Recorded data
[Start of section]
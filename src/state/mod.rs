//! State module for tracking crawl progress
//!
//! # Components
//!
//! - `UrlStatus`: where a URL currently is in the pipeline
//! - `UrlRecord`: the per-URL metadata kept by the URL store

mod record;
mod url_status;

pub use record::UrlRecord;
pub use url_status::UrlStatus;
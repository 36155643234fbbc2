//! Link extraction from HTML pages
//!
//! This module finds the URLs a page refers to:
//! - `href` of `<a>` and `<link>` elements
//! - `src` of `<script>`, `<img>` and `<iframe>` elements (optional)
//!
//! Every URL is resolved against the page URL (or its `<base href>`) and
//! normalized, so fragments are stripped and only HTTP(S) URLs survive.

use crate::url::normalize_ref;
use scraper::{Html, Selector};
use std::collections::HashSet;
use url::Url;

/// Elements and the attribute that carries their URL
const HREF_ELEMENTS: &[(&str, &str)] = &[("a", "href")];

const ALL_ELEMENTS: &[(&str, &str)] = &[
    ("a", "href"),
    ("link", "href"),
    ("script", "src"),
    ("img", "src"),
    ("iframe", "src"),
];

/// Extracts links from HTML documents
#[derive(Debug, Clone, Copy)]
pub struct LinkExtractor {
    elements: &'static [(&'static str, &'static str)],
}

impl Default for LinkExtractor {
    fn default() -> Self {
        Self::hrefs()
    }
}

impl LinkExtractor {
    /// Extracts only anchor `href`s, the links a visitor can follow
    pub fn hrefs() -> Self {
        Self {
            elements: HREF_ELEMENTS,
        }
    }

    /// Extracts every `href`/`src` bearing element, including resources
    pub fn all() -> Self {
        Self {
            elements: ALL_ELEMENTS,
        }
    }

    /// Extracts links from an HTML document
    ///
    /// # Link Extraction Rules
    ///
    /// **Skipped:**
    /// - `javascript:`, `mailto:`, `tel:` and `data:` references
    /// - Fragment-only references (same page anchors)
    /// - `<a download>` anchors
    /// - Anything that does not resolve to an HTTP(S) URL
    ///
    /// Duplicates are reported once, in document order.
    ///
    /// # Arguments
    ///
    /// * `html` - The HTML content
    /// * `base` - URL of the page, used to resolve relative references
    ///
    /// # Returns
    ///
    /// The normalized absolute URLs found in the document
    ///
    /// # Example
    ///
    /// ```
    /// use trawl::crawler::LinkExtractor;
    /// use url::Url;
    ///
    /// let html = r#"<a href="/page#top">Link</a><img src="/logo.png">"#;
    /// let base = Url::parse("https://example.com/").unwrap();
    /// let links = LinkExtractor::hrefs().extract(html, &base);
    /// assert_eq!(links.len(), 1);
    /// assert_eq!(links[0].as_str(), "https://example.com/page");
    /// ```
    pub fn extract(&self, html: &str, base: &Url) -> Vec<Url> {
        let document = Html::parse_document(html);
        let base = document_base(&document, base);

        let mut seen = HashSet::new();
        let mut links = Vec::new();

        for &(tag, attr) in self.elements {
            let Ok(selector) = Selector::parse(&format!("{}[{}]", tag, attr)) else {
                continue;
            };
            for element in document.select(&selector) {
                if tag == "a" && element.value().attr("download").is_some() {
                    continue;
                }
                let Some(url) = element.value().attr(attr).and_then(|v| resolve_link(v, &base))
                else {
                    continue;
                };
                if seen.insert(url.to_string()) {
                    links.push(url);
                }
            }
        }

        links
    }
}

/// Returns the `<base href>` of a document, resolved against the page URL
fn document_base(document: &Html, page: &Url) -> Url {
    Selector::parse("base[href]")
        .ok()
        .and_then(|selector| {
            document
                .select(&selector)
                .next()
                .and_then(|el| el.value().attr("href"))
                .and_then(|href| page.join(href.trim()).ok())
        })
        .unwrap_or_else(|| page.clone())
}

/// Resolves a reference to a normalized absolute URL
///
/// Returns None if the reference should be skipped.
fn resolve_link(href: &str, base: &Url) -> Option<Url> {
    let href = href.trim();
    if href.is_empty() || href.starts_with('#') {
        return None;
    }

    let lower = href.to_ascii_lowercase();
    if ["javascript:", "mailto:", "tel:", "data:"]
        .iter()
        .any(|scheme| lower.starts_with(scheme))
    {
        return None;
    }

    normalize_ref(base, href).ok()
}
[End of section]
Exact copies of all the entries above are required.

### REPLY
filename src/state/mod.rs
//! State module for tracking crawl progress
//!
//! # Components
//!
//! - `UrlStatus`: where a URL currently is in the pipeline
//! - `UrlRecord`: the per-URL metadata kept by the URL store

mod record;
mod url_status;

pub use record::UrlRecord;
pub use url_status::UrlStatus;
repository 36155643234fbbc2
//! Link extraction from HTML pages
//!
//! This module finds the URLs a page refers to:
//! - `href` of `<a>` and `<link>` elements
//! - `src` of `<script>`, `<img>` and `<iframe>` elements (optional)
//!
//! Every URL is resolved against the page URL (or its `<base href>`) and
//! normalized, so fragments are stripped and only HTTP(S) URLs survive.

use crate::url::normalize_ref;
use scraper::{Html, Selector};
use std::collections::HashSet;
use url::Url;

/// Elements and the attribute that carries their URL
const HREF_ELEMENTS: &[(&str, &str)] = &[("a", "href")];

const ALL_ELEMENTS: &[(&str, &str)] = &[
    ("a", "href"),
    ("link", "href"),
    ("script", "src"),
    ("img", "src"),
    ("iframe", "src"),
];

/// Extracts links from HTML documents
#[derive(Debug, Clone, Copy)]
pub struct LinkExtractor {
    elements: &'static [(&'static str, &'static str)],
}

impl Default for LinkExtractor {
    fn default() -> Self {
        Self::hrefs()
    }
}

impl LinkExtractor {
    /// Extracts only anchor `href`s, the links a visitor can follow
    pub fn hrefs() -> Self {
        Self {
            elements: HREF_ELEMENTS,
        }
    }

    /// Extracts every `href`/`src` bearing element, including resources
    pub fn all() -> Self {
        Self {
            elements: ALL_ELEMENTS,
        }
    }

    /// Extracts links from an HTML document
    ///
    /// # Link Extraction Rules
    ///
    /// **Skipped:**
    /// - `javascript:`, `mailto:`, `tel:` and `data:` references
    /// - Fragment-only references (same page anchors)
    /// - `<a download>` anchors
    /// - Anything that does not resolve to an HTTP(S) URL
    ///
    /// Duplicates are reported once, in document order.
    ///
    /// # Arguments
    ///
    /// * `html` - The HTML content
    /// * `base` - URL of the page, used to resolve relative references
    ///
    /// # Returns
    ///
    /// The normalized absolute URLs found in the document
    ///
    /// # Example
    ///
    /// ```
    /// use trawl::crawler::LinkExtractor;
    /// use url::Url;
    ///
    /// let html = r#"<a href="/page#top">Link</a><img src="/logo.png">"#;
    /// let base = Url::parse("https://example.com/").unwrap();
    /// let links = LinkExtractor::hrefs().extract(html, &base);
    /// assert_eq!(links.len(), 1);
    /// assert_eq!(links[0].as_str(), "https://example.com/page");
    /// ```
    pub fn extract(&self, html: &str, base: &Url) -> Vec<Url> {
        let document = Html::parse_document(html);
        let base = document_base(&document, base);

        let mut seen = HashSet::new();
        let mut links = Vec::new();

        for &(tag, attr) in self.elements {
            let Ok(selector) = Selector::parse(&format!("{}[{}]", tag, attr)) else {
                continue;
            };
            for element in document.select(&selector) {
                if tag == "a" && element.value().attr("download").is_some() {
                    continue;
                }
                let Some(url) = element.value().attr(attr).and_then(|v| resolve_link(v, &base))
                else {
                    continue;
                };
                if seen.insert(url.to_string()) {
                    links.push(url);
                }
            }
        }

        links
    }
}

/// Returns the `<base href>` of a document, resolved against the page URL
fn document_base(document: &Html, page: &Url) -> Url {
    Selector::parse("base[href]")
        .ok()
        .and_then(|selector| {
            document
                .select(&selector)
                .next()
                .and_then(|el| el.value().attr("href"))
                .and_then(|href| page.join(href.trim()).ok())
        })
        .unwrap_or_else(|| page.clone())
}

/// Resolves a reference to a normalized absolute URL
///
/// Returns None if the reference should be skipped.
fn resolve_link(href: &str, base: &Url) -> Option<Url> {
    let href = href.trim();
    if href.is_empty() || href.starts_with('#') {
        return None;
    }

    let lower = href.to_ascii_lowercase();
    if ["javascript:", "mailto:", "tel:", "data:"]
        .iter()
        .any(|scheme| lower.starts_with(scheme))
    {
        return None;
    }

    normalize_ref(base, href).ok()
}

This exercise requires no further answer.